Founded in 1929, the Zhejiang Museum of Natural History is located in Hangzhou and has a collection of over 200,000 specimens covering geology, ecology and palaeontology. The eastern Chinese province is the site of many important discoveries from the Cretaceous period. This new, second branch of the museum is the centrepiece of a cultural district in Anji, a relatively rural area in north Zhejiang. The high number of anticipated visitors and the large scale of some of the exhibits, gave rise to a loose infrastructure of spacious exhibition halls.
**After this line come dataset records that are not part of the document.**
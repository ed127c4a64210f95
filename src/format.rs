//! Text formatting for tool results.
//!
//! Turns structured ARM results into the human-readable blocks the tools
//! return. Listings use a header with a rule, one `Field: value` line per
//! attribute, and a short rule between entries.

use crate::azure::models::{Database, ResourceGroup, SqlServer};
use std::collections::HashMap;

const HEADER_RULE: &str = "==================================================";
const ENTRY_RULE_SHORT: &str = "------------------------------";
const ENTRY_RULE_LONG: &str = "--------------------------------------------------";

fn opt(value: Option<&str>) -> &str {
    value.unwrap_or("N/A")
}

fn format_tags(tags: Option<&HashMap<String, String>>) -> String {
    match tags {
        Some(tags) if !tags.is_empty() => {
            let mut pairs: Vec<_> = tags.iter().collect();
            pairs.sort_by_key(|(k, _)| k.as_str());
            pairs
                .into_iter()
                .map(|(k, v)| format!("{}={}", k, v))
                .collect::<Vec<_>>()
                .join(", ")
        }
        _ => "None".to_string(),
    }
}

/// Format the resource group listing.
pub fn format_resource_groups(groups: &[ResourceGroup]) -> String {
    if groups.is_empty() {
        return "No resource groups found in the subscription.".to_string();
    }

    let mut lines = vec!["RESOURCE GROUPS".to_string(), HEADER_RULE.to_string()];
    for rg in groups {
        lines.push(format!("Name: {}", rg.name));
        lines.push(format!("Location: {}", rg.location));
        lines.push(format!("Tags: {}", format_tags(rg.tags.as_ref())));
        lines.push(ENTRY_RULE_SHORT.to_string());
    }
    lines.join("\n")
}

/// Format the resource group creation confirmation.
pub fn format_resource_group_created(name: &str, location: &str) -> String {
    format!(
        "Resource group '{}' created successfully in {}",
        name, location
    )
}

/// Format the SQL server listing, optionally scoped to a resource group.
pub fn format_sql_servers(servers: &[SqlServer], resource_group: Option<&str>) -> String {
    if servers.is_empty() {
        let location_msg = match resource_group {
            Some(rg) => format!(" in resource group '{}'", rg),
            None => String::new(),
        };
        return format!("No SQL servers found{}.", location_msg);
    }

    let mut lines = vec!["SQL SERVERS".to_string(), HEADER_RULE.to_string()];
    for server in servers {
        lines.push(format!("Name: {}", server.name));
        lines.push(format!("Location: {}", server.location));
        lines.push(format!(
            "Resource Group: {}",
            opt(server.resource_group())
        ));
        lines.push(format!("State: {}", opt(server.properties.state.as_deref())));
        lines.push(format!(
            "Version: {}",
            opt(server.properties.version.as_deref())
        ));
        lines.push(format!(
            "Admin Login: {}",
            opt(server.properties.administrator_login.as_deref())
        ));
        lines.push(format!(
            "Fully Qualified Domain Name: {}",
            opt(server.properties.fully_qualified_domain_name.as_deref())
        ));
        lines.push(ENTRY_RULE_LONG.to_string());
    }
    lines.join("\n")
}

/// Format the SQL server creation confirmation.
pub fn format_server_created(server: &SqlServer) -> String {
    format!(
        "SQL Server created successfully!\n\
         Name: {}\n\
         Location: {}\n\
         State: {}\n\
         FQDN: {}\n\
         Admin Login: {}\n\
         \n\
         Next steps:\n\
         1. Configure firewall rules to allow connections\n\
         2. Create databases on this server",
        server.name,
        server.location,
        opt(server.properties.state.as_deref()),
        opt(server.properties.fully_qualified_domain_name.as_deref()),
        opt(server.properties.administrator_login.as_deref()),
    )
}

/// Format the database listing for one server.
pub fn format_databases(server_name: &str, databases: &[Database]) -> String {
    if databases.is_empty() {
        return format!("No databases found on server '{}'.", server_name);
    }

    let mut lines = vec![
        format!("DATABASES ON {}", server_name),
        HEADER_RULE.to_string(),
    ];
    for db in databases {
        let edition = db.sku.as_ref().and_then(|s| s.tier.as_deref());
        let objective = db
            .sku
            .as_ref()
            .map(|s| s.name.as_str())
            .or(db.properties.current_service_objective_name.as_deref());
        let max_size = db
            .properties
            .max_size_bytes
            .map(|b| b.to_string());
        let created = db
            .properties
            .creation_date
            .map(|d| d.to_rfc3339());

        lines.push(format!("Name: {}", db.name));
        lines.push(format!("Status: {}", opt(db.properties.status.as_deref())));
        lines.push(format!("Edition: {}", opt(edition)));
        lines.push(format!("Service Objective: {}", opt(objective)));
        lines.push(format!("Max Size: {}", opt(max_size.as_deref())));
        lines.push(format!("Creation Date: {}", opt(created.as_deref())));
        lines.push(ENTRY_RULE_SHORT.to_string());
    }
    lines.join("\n")
}

/// Format the database creation confirmation.
pub fn format_database_created(server_name: &str, database_name: &str, db: &Database) -> String {
    let edition = db.sku.as_ref().and_then(|s| s.tier.as_deref());
    let objective = db.sku.as_ref().map(|s| s.name.as_str());
    let created = db.properties.creation_date.map(|d| d.to_rfc3339());

    format!(
        "Database created successfully!\n\
         Name: {}\n\
         Location: {}\n\
         Edition: {}\n\
         Service Objective: {}\n\
         Status: {}\n\
         Creation Date: {}\n\
         \n\
         Connection string format:\n\
         Server={}.database.windows.net;Database={};",
        db.name,
        opt(db.location.as_deref()),
        opt(edition),
        opt(objective),
        opt(db.properties.status.as_deref()),
        opt(created.as_deref()),
        server_name,
        database_name,
    )
}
The new museum is set on a sloping site in a large natural park surrounded by bamboo forests and overlooking rice fields in the valley below. A staggered composition of eight, single-storey, bar-shaped pavilions step down the hillside. They follow the natural topography, minimising the visual impact on the landscape, and frame an open garden. A loggia, or covered walkway, loops around this central space, mediating between the external and internal areas of the museum.
At the northernmost point, an entrance pavilion welcomes visitors and offers views over the central garden and landscape beyond. Located on either side of the garden, each exhibition hall can be accessed directly or in sequence following the stepped loggia. The southernmost pavilion, housing education facilities, faces out towards a lake at the lowest end of the site.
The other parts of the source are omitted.